Well I have been known to congratulate women on their impending pregnancy when they are not pregnant. This lady kept coming in to my job and I thought she was pregnant but wasn't sure so I never said anything. One day she showed up and it was super clear to me that she was indeed preggos. So I said to her, "well I've wanted to say something for the longest but wasn't sure, but it is super obvious today. Congrats how far along are you?" To which she replied I'm not pregnant. So Embarrassing!
probably not the most inappropriate thing i've ever said, BUT the worst reaction to ensure permanent scarring:
in french, the word for the noun "kiss" is "bise," but if you make that noun into a verb it ends up, uh, not working the same way. so when i was in highschool french class one day, the teacher asked what happened next in a book, and i replied:
"il bise Anna!" (he kisses Anna) (i thought)
to which the prof leaned across the table, and said - IN ENGLISH, which never happened in class:
"he FUCKED her??"
and then my goody-two-shoes, never cursing, shy little highschool self died on the spot.
I discard embarrassing moments. That's why I get in so much trouble.
This wasn't an inappropriate comment so much as an inappropriate laugh. First day of biology class, the devastatingly-handsome boy next to me introduces himself. "Hi, my name is Rocco, what's yours?" I literally spat out my drink. "ROCCO?!@?" and fell on the floor laughing.
What I forgot to explain was that my nephews had named their parakeet Rocco just a week earlier. But we never talked again after that. Oops.
LOL @'dream girl' anecdote!
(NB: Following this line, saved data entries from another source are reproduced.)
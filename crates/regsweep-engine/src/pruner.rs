//! Repository walk and run coordination.

use std::sync::Arc;

use chrono::Utc;
use futures::StreamExt;
use tokio::sync::{Mutex, Semaphore};
use tokio_util::sync::CancellationToken;

use regsweep_core::DeletionPlan;
use regsweep_registry::{RegistryClient, RetryPolicy};

use crate::error::EngineError;
use crate::options::PruneOptions;
use crate::orchestrator::Orchestrator;
use crate::report::{RepoReport, RunReport};
use crate::resolver::TagResolver;

/// Walks the registry catalog and prunes each selected repository.
///
/// Failures below the catalog fetch are isolated: a repository whose tag
/// list is unavailable, a tag that cannot be resolved, or a digest whose
/// deletion fails each degrade the report without stopping the run.
#[derive(Debug)]
pub struct Pruner {
    client: Arc<RegistryClient>,
    options: PruneOptions,
    retry: RetryPolicy,
}

impl Pruner {
    /// Creates a pruner with the default retry schedule.
    #[must_use]
    pub fn new(client: RegistryClient, options: PruneOptions) -> Self {
        Self {
            client: Arc::new(client),
            options,
            retry: RetryPolicy::default(),
        }
    }

    /// Replaces the retry schedule.
    #[must_use]
    pub fn with_retry(mut self, retry: RetryPolicy) -> Self {
        self.retry = retry;
        self
    }

    /// Runs one prune pass over every selected repository.
    ///
    /// Cancellation stops the run at the next safe point: no new
    /// repository, resolution, or deletion is started once the token
    /// fires. Work already reported stays in the returned report.
    ///
    /// # Errors
    ///
    /// Returns [`EngineError::Catalog`] when the repository catalog cannot
    /// be fetched, in which case nothing was processed.
    pub async fn run(&self, cancel: CancellationToken) -> Result<RunReport, EngineError> {
        let repositories = self
            .retry
            .run(|| self.client.list_repositories())
            .await
            .map_err(EngineError::Catalog)?;

        let selected: Vec<String> = repositories
            .into_iter()
            .filter(|repo| self.options.selects(repo))
            .collect();
        tracing::info!(
            repositories = selected.len(),
            dry_run = self.options.dry_run,
            "starting prune run"
        );

        let connections = Arc::new(Semaphore::new(self.options.concurrency));
        let resolver = TagResolver::new(
            Arc::clone(&self.client),
            self.retry.clone(),
            Arc::clone(&connections),
            self.options.concurrency,
        );
        let orchestrator = Orchestrator::new(
            Arc::clone(&self.client),
            self.retry.clone(),
            Arc::clone(&connections),
            self.options.dry_run,
        );

        let reports = Mutex::new(Vec::with_capacity(selected.len()));
        futures::stream::iter(selected)
            .for_each_concurrent(self.options.concurrency, |repository| {
                let resolver = &resolver;
                let orchestrator = &orchestrator;
                let reports = &reports;
                let cancel = &cancel;
                async move {
                    if cancel.is_cancelled() {
                        return;
                    }
                    if let Some(report) = self
                        .process_repository(&repository, resolver, orchestrator, cancel)
                        .await
                    {
                        reports.lock().await.push(report);
                    }
                }
            })
            .await;

        Ok(RunReport::new(
            self.options.dry_run,
            reports.into_inner(),
        ))
    }

    /// Prunes one repository: enumerate, resolve, evaluate, plan, delete.
    ///
    /// Returns `None` only for repositories that vanished mid-run; an
    /// untagged repository still appears in the report with zero counts.
    async fn process_repository(
        &self,
        repository: &str,
        resolver: &TagResolver,
        orchestrator: &Orchestrator,
        cancel: &CancellationToken,
    ) -> Option<RepoReport> {
        let tag_names = match self.retry.run(|| self.client.list_tags(repository)).await {
            Ok(names) => names,
            Err(err) if err.is_not_found() => {
                tracing::debug!(repository, "repository vanished mid-run, skipping");
                return None;
            }
            Err(err) => {
                tracing::warn!(repository, error = %err, "failed to list tags");
                return Some(RepoReport::failed(repository, err.to_string()));
            }
        };

        if tag_names.is_empty() {
            tracing::debug!(repository, "no tags to evaluate");
            return Some(RepoReport::empty(repository));
        }

        let resolved = resolver
            .resolve_repository(repository, &tag_names, cancel)
            .await;

        let policy = self.options.policy_for(repository);
        let decisions = policy.evaluate(Utc::now(), &resolved.tags);
        let mut plan = DeletionPlan::build(decisions);
        tracing::info!(
            repository,
            tags = resolved.tags.len(),
            skipped = resolved.skipped.len(),
            digests = plan.digests.len(),
            keep_count = policy.keep_count,
            max_age_days = policy.max_age_days,
            "evaluated retention policy"
        );

        let deleted = orchestrator.execute(repository, &mut plan, cancel).await;

        Some(RepoReport::from_decisions(
            repository,
            &plan.decisions,
            resolved.skipped,
            deleted,
        ))
    }
}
Hilarious!
I have a bad habit of saying crazy stuff that seems funny in my mind but then fall flat when they are verbalized. ex. When I was in university, I was hanging out with some other students when one of them said: "Good times...good times"
And me-thinking he was referencing that SNL skit with Alec Baldwin and Molly Shannon-yelled out "Schweddy Balls!"
Yeah, I got some pretty strange looks after that one! It was only slightly mortifying!;)
Once in my 20s I was switching to a new job assignment with a new (older, woman) boss. I asked her on the phone if there was anything I needed to know for my first day. She told me I'd have to wear a shirt and tie. Without thinking, I said,"So no pants, huh?"
She paused a full breath or two and then just went on as if I hadn't spoken at all.
I seem to specialize in unfortunate remarks. At least now that I am living on the east coast there is (slightly) more appreciation for a snarky sense of humor.
When a much younger friend showed me a picture of the girl he said he thought was "the one" I immediately said she "looked smart". Fortunately the young man in question is a literal minded engineer type and took that as the compliment I meant it to be! And the young lady in question is indeed smart.
I purposefully forget most every inappropriate thing that comes out of my mouth. It happens more often than I'd like. Ha.
Thanks, I needed that laugh! I'm pretty sure they do some kind of pee test to find just the right cat! Wouldn't you love to be the one giving that test?